### WHAT IS EXPECTED
Keep only the lines from the top of the listing through the one with "(transactions and uncles).", and reproduce them unaltered.

================

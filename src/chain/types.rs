// SPDX-License-Identifier: AGPL-3.0-or-later
//
// Copyright (C) 2026 Relational Network

//! Raw node response shapes.
//!
//! A block response is decoded twice: once as [`RpcHeader`] (everything the
//! seal covers) and once as [`RpcBlockBody`] (transactions and uncles).

use alloy::primitives::{Address, Bloom, Bytes, B256, B64, U256};
use serde::{Deserialize, Deserializer, Serialize};
use serde_json::value::RawValue;

/// keccak256(rlp([])), the uncle hash of a block without uncles.
pub const EMPTY_UNCLE_HASH: B256 = B256::new([
    0x1d, 0xcc, 0x4d, 0xe8, 0xde, 0xc7, 0x5d, 0x7a, 0xab, 0x85, 0xb5, 0x67, 0xb6, 0xcc, 0xd4, 0x1a,
    0xd3, 0x12, 0x45, 0x1b, 0x94, 0x8a, 0x74, 0x13, 0xf0, 0xa1, 0x42, 0xfd, 0x40, 0xd4, 0x93, 0x47,
]);

/// Root of an empty trie, the transactions root of a block without transactions.
pub const EMPTY_ROOT_HASH: B256 = B256::new([
    0x56, 0xe8, 0x1f, 0x17, 0x1b, 0xcc, 0x55, 0xa6, 0xff, 0x83, 0x45, 0xe6, 0x92, 0xc0, 0xf8, 0x6e,
    0x5b, 0x48, 0xe0, 0x1b, 0x99, 0x6c, 0xad, 0xc0, 0x01, 0x62, 0x2f, 0xb5, 0xe3, 0x63, 0xb4, 0x21,
]);

// =============================================================================
// Block
// =============================================================================

#[derive(Debug, Clone, PartialEq, Eq, Serialize, Deserialize)]
#[serde(rename_all = "camelCase")]
pub struct RpcHeader {
    /// Final hash as reported by the node, never recomputed.
    pub hash: B256,
    pub parent_hash: B256,
    pub sha3_uncles: B256,
    pub miner: Address,
    pub state_root: B256,
    pub transactions_root: B256,
    pub receipts_root: B256,
    pub logs_bloom: Bloom,
    pub difficulty: U256,
    #[serde(with = "quantity")]
    pub number: u64,
    #[serde(with = "quantity")]
    pub gas_limit: u64,
    #[serde(with = "quantity")]
    pub gas_used: u64,
    #[serde(with = "quantity")]
    pub timestamp: u64,
    pub extra_data: Bytes,
    #[serde(default)]
    pub mix_hash: B256,
    #[serde(default)]
    pub nonce: B64,
}

#[derive(Debug, Clone, Default, Deserialize)]
pub struct RpcBlockBody {
    #[serde(default)]
    pub transactions: Vec<RpcTransaction>,
    #[serde(default)]
    pub uncles: Vec<B256>,
}

#[derive(Debug, Clone, PartialEq, Eq, Serialize, Deserialize)]
#[serde(rename_all = "camelCase")]
pub struct RpcTransaction {
    pub hash: B256,
    pub from: Address,
    #[serde(default)]
    pub to: Option<Address>,
    pub value: U256,
    #[serde(with = "quantity")]
    pub gas: u64,
    pub gas_price: U256,
    #[serde(default)]
    pub input: Bytes,
    #[serde(with = "quantity")]
    pub nonce: u64,
}

#[derive(Debug, Clone, PartialEq, Eq, Deserialize)]
#[serde(rename_all = "camelCase")]
pub struct RpcReceipt {
    #[serde(default, with = "quantity::opt")]
    pub status: Option<u64>,
    pub gas_used: U256,
    #[serde(default)]
    pub effective_gas_price: Option<U256>,
}

// =============================================================================
// Traces
// =============================================================================

/// One frame of a `callTracer` result.
#[derive(Debug, Clone, Default, PartialEq, Eq, Deserialize)]
pub struct Call {
    #[serde(rename = "type")]
    pub kind: String,
    pub from: Address,
    #[serde(default, deserialize_with = "empty_address")]
    pub to: Option<Address>,
    #[serde(default)]
    pub value: Option<U256>,
    #[serde(default, rename = "gasUsed")]
    pub gas_used: Option<U256>,
    #[serde(default)]
    pub revert: bool,
    #[serde(default)]
    pub error: Option<String>,
    #[serde(default)]
    pub calls: Vec<Call>,
}

/// A [`Call`] without its children, with the revert state already resolved.
#[derive(Debug, Clone, PartialEq, Eq)]
pub struct FlatCall {
    pub kind: String,
    pub from: Address,
    pub to: Option<Address>,
    pub value: U256,
    pub gas_used: U256,
    pub revert: bool,
    pub error: Option<String>,
}

/// Element of a `debug_traceBlockByHash` response.
#[derive(Debug, Deserialize)]
pub struct BlockTraceEntry {
    pub result: Box<RawValue>,
}

/// Everything the operation deriver needs for one transaction.
#[derive(Debug, Clone)]
pub struct LoadedTransaction {
    pub transaction: RpcTransaction,
    pub sender: Address,
    pub miner: Address,
    pub fee: U256,
    pub receipt: Box<RawValue>,
    pub trace: Box<RawValue>,
}

/// Arguments for `eth_estimateGas` and friends.
#[derive(Debug, Clone, Default, PartialEq, Eq, Serialize)]
#[serde(rename_all = "camelCase")]
pub struct CallArgs {
    pub from: Address,
    #[serde(skip_serializing_if = "Option::is_none")]
    pub to: Option<Address>,
    #[serde(skip_serializing_if = "Option::is_none")]
    pub value: Option<U256>,
    #[serde(skip_serializing_if = "Option::is_none")]
    pub data: Option<Bytes>,
}

/// Bare quantity result such as `eth_chainId` or `eth_estimateGas`.
#[derive(Debug, Clone, Copy, PartialEq, Eq, Deserialize)]
#[serde(transparent)]
pub struct Quantity(#[serde(with = "quantity")] pub u64);

fn empty_address<'de, D: Deserializer<'de>>(d: D) -> Result<Option<Address>, D::Error> {
    let raw: Option<String> = Option::deserialize(d)?;
    match raw.as_deref() {
        None | Some("") | Some("0x") => Ok(None),
        Some(s) => s.parse().map(Some).map_err(serde::de::Error::custom),
    }
}

// =============================================================================
// Quantities
// =============================================================================

/// `u64` quantities that arrive as `0x`-hex strings or plain numbers.
pub mod quantity {
    use serde::{de, Deserialize, Deserializer, Serializer};

    #[derive(Deserialize)]
    #[serde(untagged)]
    enum Raw {
        Str(String),
        Num(u64),
    }

    pub fn parse(s: &str) -> Result<u64, String> {
        match s.strip_prefix("0x") {
            Some("") => Ok(0),
            Some(hex) => u64::from_str_radix(hex, 16).map_err(|e| e.to_string()),
            None => s.parse().map_err(|e: std::num::ParseIntError| e.to_string()),
        }
    }

    pub fn serialize<S: Serializer>(value: &u64, s: S) -> Result<S::Ok, S::Error> {
        s.serialize_str(&format!("{value:#x}"))
    }

    pub fn deserialize<'de, D: Deserializer<'de>>(d: D) -> Result<u64, D::Error> {
        match Raw::deserialize(d)? {
            Raw::Num(n) => Ok(n),
            Raw::Str(s) => parse(&s).map_err(de::Error::custom),
        }
    }

    pub mod opt {
        use super::*;

        pub fn deserialize<'de, D: Deserializer<'de>>(d: D) -> Result<Option<u64>, D::Error> {
            match Option::<Raw>::deserialize(d)? {
                None => Ok(None),
                Some(Raw::Num(n)) => Ok(Some(n)),
                Some(Raw::Str(s)) => parse(&s).map(Some).map_err(de::Error::custom),
            }
        }
    }
}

================

### SOLUTION TO THIS EXERCISE
filename src/chain/types.rs
// SPDX-License-Identifier: AGPL-3.0-or-later
//
// Copyright (C) 2026 Relational Network

//! Raw node response shapes.
//!
//! A block response is decoded twice: once as [`RpcHeader`] (everything the
//! seal covers) and once as [`RpcBlockBody`] (transactions and uncles).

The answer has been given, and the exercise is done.